Whilst they stood conversing, there approached two ladies, evidently mother and daughter, whose attendant was another of Reardon’s acquaintances, Mr John Yule. This gentleman stepped briskly forward and welcomed the returned wanderer.
‘Let me introduce you,’ he said, ‘to my mother and sister. Your fame has made them anxious to know you.’
Reardon found himself in a position of which the novelty was embarrassing, but scarcely disagreeable. Here were five people grouped around him, all of whom regarded him unaffectedly as a man of importance; for though, strictly speaking, he had no ‘fame’ at all, these persons had kept up with the progress of his small repute, and were all distinctly glad to number among their acquaintances an unmistakable author, one, too, who was fresh from Italy and Greece. Mrs Yule, a lady rather too pretentious in her tone to be attractive to a man of Reardon’s refinement, hastened to assure him how well his books were known in her house, ‘though for the run of ordinary novels we don’t care much.’ Miss Yule, not at all pretentious in speech, and seemingly reserved of disposition, was good enough to show frank interest in the author.
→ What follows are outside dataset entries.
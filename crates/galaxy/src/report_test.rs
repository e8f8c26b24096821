use event_log::EventLog;
use planetary::Planet;
use stellar::{Binary, BlackHole, CentralBody, GiantStar, WhiteDwarf};
use units::{Length, Mass};

use crate::report::{central_body_summary, galaxy_summary, planet_summary, solar_system_summary};
use crate::{Galaxy, SolarSystem};

#[test]
fn test_giant_star_summary() {
    let mut log = EventLog::new();
    let giant: CentralBody = GiantStar::new("rigel", 10.0, &mut log).into();
    let summary = central_body_summary(&giant);

    assert!(summary.starts_with("Name: rigel - Giant Star"));
    assert!(summary.contains("Solar radii"));
    assert!(summary.contains("Luminosity: 10.00 Solar luminosities"));
}

#[test]
fn test_compact_body_summary_uses_kilometres() {
    let mut log = EventLog::new();
    let dwarf: CentralBody = WhiteDwarf::new("sirius b", Mass::from_solar_masses(1.0), &mut log).into();
    let summary = central_body_summary(&dwarf);

    assert!(summary.contains("Mass: 1.00 Solar masses"));
    assert!(summary.contains("Radius: 5916.00 kilometers"));
    assert!(!summary.contains("Luminosity"));
}

#[test]
fn test_binary_summary_has_no_radius() {
    let mut log = EventLog::new();
    let a = BlackHole::new("a", Mass::from_solar_masses(3.0), &mut log);
    let b = WhiteDwarf::new("b", Mass::from_solar_masses(1.0), &mut log);
    let pair: CentralBody = Binary::new("ab", a.into(), b.into(), &mut log).into();
    let summary = central_body_summary(&pair);

    assert!(summary.contains("Composed of a Black Hole and a White Dwarf"));
    assert!(summary.contains("Mass: 4.00 Solar masses"));
    assert!(!summary.contains("Radius"));
}

#[test]
fn test_planet_summary() {
    let rocky = Planet::new("earth", 1.0, Length::from_au(1.0), true);
    let summary = planet_summary(&rocky);
    assert!(summary.starts_with("Name: earth - Rocky planet - Has a moon"));
    assert!(summary.contains("Radius: 1.00 Earth radii"));
    assert!(summary.contains("Orbit Size: 1.00 Earth orbits"));

    let gas = Planet::new("neptune", 6.0, Length::from_au(30.0), false);
    assert!(planet_summary(&gas).contains("Gas giant planet - No moon"));
}

#[test]
fn test_system_and_galaxy_summaries() {
    let mut log = EventLog::new();
    let mut galaxy = Galaxy::new("local group", &mut log);
    let sun = GiantStar::new("sun", 1.0, &mut log);
    let mut sol = SolarSystem::new("sol", sun.into(), &mut log);
    sol.add_planet(Planet::seed("earth"), &mut log).unwrap();

    let system_text = solar_system_summary(&sol);
    assert!(system_text.starts_with("Solar System: sol"));
    assert!(system_text.contains("PLANETS: (1 planets)"));
    assert!(system_text.contains("Name: earth"));

    galaxy.add_solar_system(sol, &mut log).unwrap();
    let galaxy_text = galaxy_summary(&galaxy);
    assert!(galaxy_text.starts_with("GALAXY: local group"));
    assert!(galaxy_text.contains("Central body: Giant Star"));
    assert!(galaxy_text.contains("Number of planets: 1"));
}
As for the poor author himself, well, he merely fell in love with Miss Yule at first sight, and there was an end of the matter.
A day or two later he made a call at their house, in the region of Westbourne Park. It was a small house, and rather showily than handsomely furnished; no one after visiting it would be astonished to hear that Mrs Edmund Yule had but a small income, and that she was often put to desperate expedients to keep up the gloss of easy circumstances. In the gauzy and fluffy and varnishy little drawing-room Reardon found a youngish gentleman already in conversation with the widow and her daughter. This proved to be one Mr Jasper Milvain, also a man of letters. Mr Milvain was glad to meet Reardon, whose books he had read with decided interest.
‘Really,’ exclaimed Mrs Yule, ‘I don’t know how it is that we have had to wait so long for the pleasure of knowing you, Mr Reardon. If John were not so selfish he would have allowed us a share in your acquaintance long ago.’
Ten weeks thereafter, Miss Yule became Mrs Reardon.
It was a time of frantic exultation with the poor fellow. He had always regarded the winning of a beautiful and intellectual wife as the crown of a successful literary career, but he had not dared to hope that such a triumph would be his. Life had been too hard with him on the whole. He, who hungered for sympathy, who thought of a woman’s love as the prize of mortals supremely blessed, had spent the fresh years of his youth in monkish solitude. Now of a sudden came friends and flattery, ay, and love itself. He was rapt to the seventh heaven.